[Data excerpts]
===============
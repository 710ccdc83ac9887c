// Copyright (c) 2025 Soumyadip Sarkar.
// All rights reserved.
//
// This source code is licensed under the license found in the
// LICENSE file in the root directory of this source tree.

//! Transaction engine: date resolution, sign normalization, balances, and the
//! multi-write operations (archival, email audit, transfers) that must commit
//! or roll back as one unit.

use chrono::{Local, NaiveDate};
use rusqlite::Connection;
use rust_decimal::Decimal;
use serde::Serialize;

use crate::credentials::{hash_password, verify_password};
use crate::db::write_tx;
use crate::error::{LedgerError, LedgerResult};
use crate::models::{ArchivedAccount, CategoryKind, Goal, Transaction, User};
use crate::store;
use crate::utils::{now_timestamp, parse_date};

pub const TRANSFER_OUT_KEY: &str = "transfer.out_category";
pub const TRANSFER_IN_KEY: &str = "transfer.in_category";
pub const DEFAULT_TRANSFER_OUT: &str = "Transfer Out";
pub const DEFAULT_TRANSFER_IN: &str = "Transfer In";

pub fn normalize_amount(kind: CategoryKind, amount: Decimal) -> Decimal {
    kind.normalize(amount)
}

/// Today's local date when `raw` is `None`, otherwise a strict `YYYY-MM-DD`.
pub fn resolve_date(raw: Option<&str>) -> LedgerResult<NaiveDate> {
    match raw {
        None => Ok(Local::now().date_naive()),
        Some(s) => parse_date(s),
    }
}

/// Records a transaction. The date is resolved before the write transaction
/// is opened, so a malformed date never touches the store.
pub fn add_transaction(
    conn: &mut Connection,
    account_id: i64,
    category_id: i64,
    amount: Decimal,
    description: &str,
    date: Option<&str>,
) -> LedgerResult<Transaction> {
    let date = resolve_date(date)?;
    store::insert_transaction(conn, account_id, category_id, amount, description, date)
}

/// Total balance of a user: initial balances plus every stored transaction
/// amount. Read-only; zero for a user without accounts.
pub fn balance(conn: &Connection, user_id: i64) -> LedgerResult<Decimal> {
    let initial = store::sum_initial_balances(conn, user_id)?;
    let movements = store::sum_transactions(conn, user_id)?;
    initial
        .checked_add(movements)
        .ok_or(LedgerError::AmountOverflow("balance"))
}

pub fn register_user(
    conn: &mut Connection,
    name: &str,
    email: &str,
    password: &str,
) -> LedgerResult<User> {
    // Fail on a taken email before paying for the hash.
    if store::find_user_by_email(conn, email)?.is_some() {
        return Err(LedgerError::DuplicateEmail(email.trim().to_string()));
    }
    let hash = hash_password(password)?;
    store::create_user(conn, name, email, &hash)
}

pub fn authenticate(conn: &Connection, email: &str, password: &str) -> LedgerResult<bool> {
    Ok(match store::find_user_by_email(conn, email)? {
        Some(user) => verify_password(password, &user.password_hash),
        None => false,
    })
}

/// Changes a user's email and appends the old/new pair to the audit log in
/// the same transaction. Setting the current email again writes nothing.
pub fn change_email(conn: &mut Connection, user_id: i64, new_email: &str) -> LedgerResult<User> {
    let new_email = new_email.trim();
    write_tx(conn, |tx| {
        let mut user = store::find_user(tx, user_id)?;
        if user.email == new_email {
            return Ok(user);
        }
        if let Some(other) = store::find_user_by_email(tx, new_email)? {
            if other.id != user_id {
                return Err(LedgerError::DuplicateEmail(new_email.to_string()));
            }
        }
        store::log_email_change_row(tx, user_id, &user.email, new_email)?;
        store::update_email_row(tx, user_id, new_email)?;
        tracing::info!(user_id, "email changed");
        user.email = new_email.to_string();
        Ok(user)
    })
}

/// Archives and deletes an account. Without `cascade` an account that still
/// has transactions or investments is refused; with it they are removed in
/// the same transaction.
pub fn delete_account(
    conn: &mut Connection,
    account_id: i64,
    cascade: bool,
) -> LedgerResult<ArchivedAccount> {
    write_tx(conn, |tx| {
        let account = store::find_account(tx, account_id)?;
        let (transactions, investments) = store::account_dependents(tx, account_id)?;
        if transactions + investments > 0 {
            if !cascade {
                return Err(LedgerError::AccountInUse {
                    account_id,
                    transactions,
                    investments,
                });
            }
            store::delete_account_dependents(tx, account_id)?;
        }
        let deleted_at = now_timestamp();
        let archive_id = store::archive_account_row(tx, &account, &deleted_at)?;
        store::delete_account_row(tx, account_id)?;
        tracing::info!(account_id, archive_id, cascade, "account archived and deleted");
        Ok(ArchivedAccount {
            archive_id,
            account_id: account.id,
            user_id: account.user_id,
            name: account.name,
            kind: account.kind,
            initial_balance: account.initial_balance,
            deleted_at,
        })
    })
}

fn transfer_category(
    conn: &Connection,
    key: &str,
    default: &str,
    expected: CategoryKind,
) -> LedgerResult<i64> {
    let name = store::get_setting(conn, key)?.unwrap_or_else(|| default.to_string());
    let category = store::find_category_by_name(conn, &name)?.ok_or_else(|| {
        LedgerError::Config(format!(
            "transfer category '{}' does not exist (setting '{}')",
            name, key
        ))
    })?;
    if category.kind != expected {
        return Err(LedgerError::Config(format!(
            "transfer category '{}' is {}, expected {} (setting '{}')",
            name, category.kind, expected, key
        )));
    }
    Ok(category.id)
}

#[derive(Debug, Clone, Serialize)]
pub struct Transfer {
    pub outgoing: Transaction,
    pub incoming: Transaction,
}

/// Moves `|amount|` between two accounts as an expense on the source and an
/// income on the destination, both or neither.
pub fn transfer(
    conn: &mut Connection,
    from_account: i64,
    to_account: i64,
    amount: Decimal,
    description: &str,
    date: Option<&str>,
) -> LedgerResult<Transfer> {
    if from_account == to_account {
        return Err(LedgerError::InvalidTransfer(
            "source and destination are the same account".into(),
        ));
    }
    if amount.is_zero() {
        return Err(LedgerError::InvalidTransfer("amount must be non-zero".into()));
    }
    let date = resolve_date(date)?;
    let amount = amount.abs();
    write_tx(conn, |tx| {
        let out_category = transfer_category(
            tx,
            TRANSFER_OUT_KEY,
            DEFAULT_TRANSFER_OUT,
            CategoryKind::Expense,
        )?;
        let in_category = transfer_category(
            tx,
            TRANSFER_IN_KEY,
            DEFAULT_TRANSFER_IN,
            CategoryKind::Income,
        )?;
        let from = store::find_account(tx, from_account)?;
        let to = store::find_account(tx, to_account)?;
        let outgoing = store::insert_transaction_row(
            tx,
            from.id,
            out_category,
            -amount,
            &format!("Transfer to {}: {}", to.name, description),
            date,
        )?;
        let incoming = store::insert_transaction_row(
            tx,
            to.id,
            in_category,
            amount,
            &format!("Transfer from {}: {}", from.name, description),
            date,
        )?;
        Ok(Transfer { outgoing, incoming })
    })
}

/// Amount spent (as a positive number) by a user on an expense category in
/// one month. Income categories spend nothing.
pub fn category_spending(
    conn: &Connection,
    user_id: i64,
    category_id: i64,
    month: u32,
    year: i32,
) -> LedgerResult<Decimal> {
    if !(1..=12).contains(&month) {
        return Err(LedgerError::InvalidMonth(month));
    }
    let category = store::find_category(conn, category_id)?;
    if category.kind != CategoryKind::Expense {
        return Ok(Decimal::ZERO);
    }
    let total = store::category_amounts(conn, user_id, category_id, month, year)?
        .into_iter()
        .try_fold(Decimal::ZERO, |acc, amount| acc.checked_add(amount))
        .ok_or(LedgerError::AmountOverflow("category spending"))?;
    // expense rows are stored non-positive
    Ok(total.abs())
}

#[derive(Debug, Clone, Serialize)]
pub struct BudgetLine {
    pub category: String,
    pub planned: Decimal,
    pub spent: Decimal,
    pub remaining: Decimal,
}

pub fn budget_report(
    conn: &Connection,
    user_id: i64,
    month: u32,
    year: i32,
) -> LedgerResult<Vec<BudgetLine>> {
    let mut lines = Vec::new();
    for budget in store::list_budgets(conn, user_id, month, year)? {
        let category = store::find_category(conn, budget.category_id)?;
        let spent = category_spending(conn, user_id, category.id, month, year)?;
        let remaining = budget
            .planned
            .checked_sub(spent)
            .ok_or(LedgerError::AmountOverflow("budget remaining"))?;
        lines.push(BudgetLine {
            category: category.name,
            planned: budget.planned,
            spent,
            remaining,
        });
    }
    Ok(lines)
}

pub fn contribute_to_goal(
    conn: &mut Connection,
    goal_id: i64,
    amount: Decimal,
) -> LedgerResult<Goal> {
    let goal = store::add_goal_progress(conn, goal_id, amount)?;
    tracing::info!(goal_id, current = %goal.current, "goal progress updated");
    Ok(goal)
}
===============
> THE TASK
Nothing but an exact copy of the lines from the start of the entries through the line containing "use rust_decimal::Decimal;" belongs in the response.

> WRITTEN ANSWER
repository 710ccdc83ac9887c
// Copyright (c) 2025 Soumyadip Sarkar.
// All rights reserved.
//
// This source code is licensed under the license found in the
// LICENSE file in the root directory of this source tree.

//! Transaction engine: date resolution, sign normalization, balances, and the
//! multi-write operations (archival, email audit, transfers) that must commit
//! or roll back as one unit.

use chrono::{Local, NaiveDate};
use rusqlite::Connection;
use rust_decimal::Decimal;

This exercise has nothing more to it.